The council said that a survey conducted with local landlords in October 2020 found that even at that early stage of the pandemic, 41 per cent of landlords reported their tenants were citing the pandemic as a reason they were experiencing difficulty paying rent.

The survey also found 15 per cent of landlords stated that they intended to raise rents following the pandemic, which could possibly be due to their own “financial uncertainty and vulnerability.”

The council added: “Many households living in the private rented sector in Nottingham would have been furloughed on reduced wages or made unemployed from their sector during the pandemic and more recently additional pressures such as rising energy prices and cost of living increases have added to the financial pressures particularly faced by households already with low incomes.
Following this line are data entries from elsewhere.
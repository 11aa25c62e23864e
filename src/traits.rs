//! Collaborator interfaces for the route planner.
//!
//! The core only talks to the outside world through these traits, so tests
//! and alternative providers can stand in for the HTTP clients.

use serde::Deserialize;

use crate::error::RoutingError;

/// Computes a route through an ordered list of coordinates.
///
/// Coordinates are (longitude, latitude), the order routing providers
/// expect. Implementations may block; the session calls them off its own
/// thread.
pub trait DirectionsGateway: Send + Sync {
    fn directions(&self, coordinates: &[(f64, f64)]) -> Result<DirectionsResponse, RoutingError>;
}

/// Resolves free text to a single best-matching place.
pub trait Geocoder: Send + Sync {
    /// Returns `Ok(None)` when nothing matches.
    fn search(&self, query: &str) -> Result<Option<Place>, RoutingError>;
}

#[derive(Debug, Clone, PartialEq)]
pub struct Place {
    pub display_name: String,
    pub lat: f64,
    pub lng: f64,
}

impl Place {
    /// First component of the display name, e.g. "Bellagio" out of
    /// "Bellagio, 3600, Las Vegas Boulevard South, ...".
    pub fn short_name(&self) -> Option<&str> {
        self.display_name
            .split(',')
            .next()
            .map(str::trim)
            .filter(|name| !name.is_empty())
    }
}

/// Raw successful directions payload.
#[derive(Debug, Clone, Default, PartialEq, Deserialize)]
pub struct DirectionsResponse {
    #[serde(default)]
    pub routes: Vec<RawRoute>,
}

#[derive(Debug, Clone, Default, PartialEq, Deserialize)]
pub struct RawRoute {
    /// Encoded polyline, precision 1e5.
    pub geometry: String,
    #[serde(default)]
    pub summary: RawSummary,
    /// One segment per leg between consecutive waypoints.
    #[serde(default)]
    pub segments: Vec<RawSegment>,
}

// ORS leaves distance/duration out entirely for zero-length routes.
#[derive(Debug, Clone, Copy, Default, PartialEq, Deserialize)]
pub struct RawSummary {
    #[serde(default)]
    pub distance: f64,
    #[serde(default)]
    pub duration: f64,
}

#[derive(Debug, Clone, Default, PartialEq, Deserialize)]
pub struct RawSegment {
    #[serde(default)]
    pub steps: Vec<RawStep>,
}

#[derive(Debug, Clone, Default, PartialEq, Deserialize)]
pub struct RawStep {
    #[serde(default)]
    pub instruction: String,
    #[serde(default)]
    pub name: String,
    #[serde(default)]
    pub distance: f64,
    #[serde(default)]
    pub duration: f64,
}
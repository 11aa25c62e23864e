//! Scripted directions gateway for session tests.

use std::collections::HashMap;
use std::sync::mpsc::{self, Receiver, Sender};
use std::sync::{Arc, Mutex};
use std::time::Duration;

use walk_planner::RoutingError;
use walk_planner::polyline;
use walk_planner::traits::{
    DirectionsGateway, DirectionsResponse, RawRoute, RawSegment, RawStep, RawSummary,
};

type ReplyFn =
    dyn Fn(&[(f64, f64)]) -> Result<DirectionsResponse, RoutingError> + Send + Sync;

/// Gateway whose replies are computed by a closure. Calls can be held back
/// per waypoint count until the test releases them, to force a completion
/// order.
pub struct ScriptedGateway {
    reply: Box<ReplyFn>,
    gates: Mutex<HashMap<usize, Receiver<()>>>,
    calls: Mutex<Vec<Vec<(f64, f64)>>>,
}

impl ScriptedGateway {
    pub fn new(
        reply: impl Fn(&[(f64, f64)]) -> Result<DirectionsResponse, RoutingError>
        + Send
        + Sync
        + 'static,
    ) -> Arc<Self> {
        Arc::new(Self {
            reply: Box::new(reply),
            gates: Mutex::new(HashMap::new()),
            calls: Mutex::new(Vec::new()),
        })
    }

    /// Routes straight through the requested points; distance is 1 km per
    /// waypoint so tests can tell which request a route came from.
    pub fn echo() -> Arc<Self> {
        Self::new(|coordinates| Ok(echo_response(coordinates)))
    }

    pub fn failing(err: RoutingError) -> Arc<Self> {
        Self::new(move |_| Err(err.clone()))
    }

    /// Holds the next call with `waypoints` coordinates until the returned
    /// sender fires (or is dropped).
    pub fn gate(&self, waypoints: usize) -> Sender<()> {
        let (tx, rx) = mpsc::channel();
        self.gates.lock().unwrap().insert(waypoints, rx);
        tx
    }

    pub fn calls(&self) -> Vec<Vec<(f64, f64)>> {
        self.calls.lock().unwrap().clone()
    }
}

impl DirectionsGateway for ScriptedGateway {
    fn directions(&self, coordinates: &[(f64, f64)]) -> Result<DirectionsResponse, RoutingError> {
        self.calls.lock().unwrap().push(coordinates.to_vec());

        let gate = self.gates.lock().unwrap().remove(&coordinates.len());
        if let Some(gate) = gate {
            let _ = gate.recv_timeout(Duration::from_secs(10));
        }

        (self.reply)(coordinates)
    }
}

/// Single-route response whose geometry visits the given (lng, lat) points.
pub fn echo_response(coordinates: &[(f64, f64)]) -> DirectionsResponse {
    let path: Vec<(f64, f64)> = coordinates.iter().map(|&(lng, lat)| (lat, lng)).collect();
    let legs = coordinates.len().saturating_sub(1);

    let segments = (0..legs)
        .map(|leg| RawSegment {
            steps: vec![
                RawStep {
                    instruction: format!("Head to stop {}", leg + 2),
                    name: "Las Vegas Boulevard".to_string(),
                    distance: 1000.0,
                    duration: 720.0,
                },
                RawStep {
                    instruction: "Arrive".to_string(),
                    name: "-".to_string(),
                    ..RawStep::default()
                },
            ],
        })
        .collect();

    DirectionsResponse {
        routes: vec![RawRoute {
            geometry: polyline::encode(&path),
            summary: RawSummary {
                distance: 1000.0 * coordinates.len() as f64,
                duration: 720.0 * coordinates.len() as f64,
            },
            segments,
        }],
    }
}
“Since the lifting of the ban on evictions from the private rented sector, those who have accrued arrears during the pandemic have begun to receive notices and are facing eviction.

“At the end of October 2021, the Government Department for Levelling Up, Housing and Communities wrote to local authorities advising of a one-off grant allocation to top-up the Homelessness Prevention Grant which was ring-fenced specifically to support low-income private renters with Covid-19 related rent arrears.

“Timescales for utilisation of the grant were short with commitment to spend required within the financial year.

“It was agreed that to meet the grant conditions the funding would be used in Nottingham to  provide flexible solutions following a statutory housing assessment.

“These will be one-off payments to individuals up to an agreed maximum amount, but not exceeding £5,000.

“And to bolster delivery of existing financial related advice services in Nottingham to enable provision of targeted wraparound support to address the arrears and prevent them from reoccurring.”

The grant was accepted under a delegated decision – which means it happened outside of a council meeting.